Tuesday, March 26, 2013

Standard Errors: Our Failing Health Care (Finance) Systems And How To Fix Them


There is a new version of my book on health care finance reform.
Well actually it has been available for a while but I have neglected this blog. So not only is there a new version of the book, as of September, 2012, but there was also a brand new website...

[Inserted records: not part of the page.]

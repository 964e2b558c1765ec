//! One generation of U-NSGA-III survival.
//!
//! Given a pool of evaluated candidates (parents plus offspring) and a target
//! size, [`select_survivors`]:
//!
//! 1. sorts the pool into non-dominated fronts and stamps ranks;
//! 2. accepts whole fronts while they fit, stopping at the first front that
//!    would overflow (the *boundary* front);
//! 3. normalizes the accepted fronts plus the boundary front and associates
//!    each of them with a reference direction;
//! 4. fills the remaining slots from the boundary front by niching.

use crate::candidate::Candidate;
use crate::error::{Error, Result};
use crate::fitness::ParetoFitness;
use crate::niching::{associate, niching_select};
use crate::normalize::Normalization;
use crate::pareto::non_dominated_sort;
use crate::reference_points::ReferenceDirections;

/// The outcome of one survival pass over a pool.
#[derive(Clone, Debug)]
pub struct Survival {
    /// Pool indices of the survivors: accepted fronts in order, then the
    /// niching picks from the boundary front.
    pub selected: Vec<usize>,
    /// All fronts of the pool, as pool indices.
    pub fronts: Vec<Vec<usize>>,
    /// Index of the front that was truncated by niching, if any.
    pub boundary_front: Option<usize>,
    /// Slots left empty because the pool was smaller than the target.
    pub shortfall: usize,
    /// Ideal point and intercepts used for this pass.
    pub normalization: Normalization,
}

/// Selects up to `target` survivors from `pool`.
///
/// Writes `rank` for every pool member and `normalized_fitness`,
/// `reference_direction` and `reference_distance` for every member of the
/// accepted and boundary fronts; other members have those cleared.
///
/// # Errors
///
/// Returns [`Error::MissingFitness`] when a pool member has no active
/// fitness and [`Error::ObjectiveDimensionMismatch`] when its length differs
/// from the reference directions' objective count.
pub fn select_survivors(
    pool: &mut [Candidate],
    target: usize,
    directions: &ReferenceDirections,
    rng: &mut fastrand::Rng,
) -> Result<Survival> {
    let fronts = non_dominated_sort(pool)?;
    let n_obj = directions.num_objectives();
    if let Some((candidate, c)) = pool
        .iter()
        .enumerate()
        .find(|(_, c)| c.fitness.len() != n_obj)
    {
        return Err(Error::ObjectiveDimensionMismatch {
            candidate,
            expected: n_obj,
            got: c.fitness.len(),
        });
    }

    let mut accepted: Vec<usize> = Vec::with_capacity(target);
    let mut boundary_front = None;
    for (fi, front) in fronts.iter().enumerate() {
        if accepted.len() + front.len() <= target {
            accepted.extend_from_slice(front);
        } else {
            boundary_front = Some(fi);
            break;
        }
    }
    let boundary: &[usize] = match boundary_front {
        Some(fi) => &fronts[fi],
        None => &[],
    };

    // S_t: everything accepted plus the boundary front.
    let considered: Vec<usize> = accepted.iter().chain(boundary).copied().collect();

    for c in pool.iter_mut() {
        c.clear_selection_state();
    }

    let normalization = {
        let values: Vec<&[f64]> = considered.iter().map(|&i| pool[i].fitness.values()).collect();
        Normalization::fit(&values, n_obj)
    };
    let normalized = {
        let values: Vec<&[f64]> = considered.iter().map(|&i| pool[i].fitness.values()).collect();
        normalization.apply_all(&values)
    };
    let associations = associate(&normalized, directions);

    for ((&idx, norm), a) in considered.iter().zip(normalized).zip(&associations) {
        let c = &mut pool[idx];
        c.normalized_fitness = ParetoFitness::new(norm);
        c.reference_direction = Some(a.direction);
        c.reference_distance = Some(a.distance);
    }

    let mut selected = accepted;
    if boundary_front.is_some() {
        // Positions inside `considered`: accepted first, boundary after.
        let n_accepted = selected.len();
        let accepted_pos: Vec<usize> = (0..n_accepted).collect();
        let boundary_pos: Vec<usize> = (n_accepted..considered.len()).collect();
        let outcome = niching_select(
            rng,
            &associations,
            &accepted_pos,
            &boundary_pos,
            directions.len(),
            target - n_accepted,
        );
        selected.extend(outcome.selected.iter().map(|&pos| considered[pos]));
    }

    let shortfall = target.saturating_sub(selected.len());
    #[cfg(feature = "tracing")]
    if shortfall > 0 {
        tracing::info!(
            pool = pool.len(),
            target,
            shortfall,
            "pool too small to fill the next population"
        );
    }
    trace_debug!(
        fronts = fronts.len(),
        boundary_front = ?boundary_front,
        selected = selected.len(),
        "survival pass complete"
    );

    Ok(Survival {
        selected,
        fronts,
        boundary_front,
        shortfall,
        normalization,
    })
}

To go directly to purchase a copy of Standard Errors: Our Failing Health Care (Finance) Systems And How To Fix Them you can use this link:

Buy Standard Errors/

If you want to visit the site, you can go to:
http://www.standarderrors.org/


If you would like a copy of my dissertation, you can get it at:
Risk induced professional caregiver despair: A unitary appreciative inquiry/

My working papers, well those that have found their way to the website, can be reached through:
http://www.standarderrors.org/pcir_working_papers

If you think that capitation, the Medicare/Medicaid Prospective Payment Systems for hospitals, physicians, nursing homes and home health agencies are bad, but do not wuite understand how bad, or why they are bad,

Standard Errors: Our Failing Health Care (Finance) Systems And How To Fix Them 

has the answers you are seeking.

Insurance works best when a great many policyholders all buy insurance. Insurance does not work at all if we all buy our insurance from the person living next door. Insurers need a lot of policyholders to benefit from the Central Limit Theorem.

As insurers issue more and more policies, assuming the premiums are correct for the risks being insured, the insurer's ratio of losses to premiums will more closely approximate the population loss ratio.

As it turns out this is a really good thing because a loss ratio close to the population loss ratio means the insurer can plan for its economic liabilities and will know exactly what its losses will be before it writes the policies.

Rather than having a great deal of risk, a very, very large insurer has virtually no risk at all.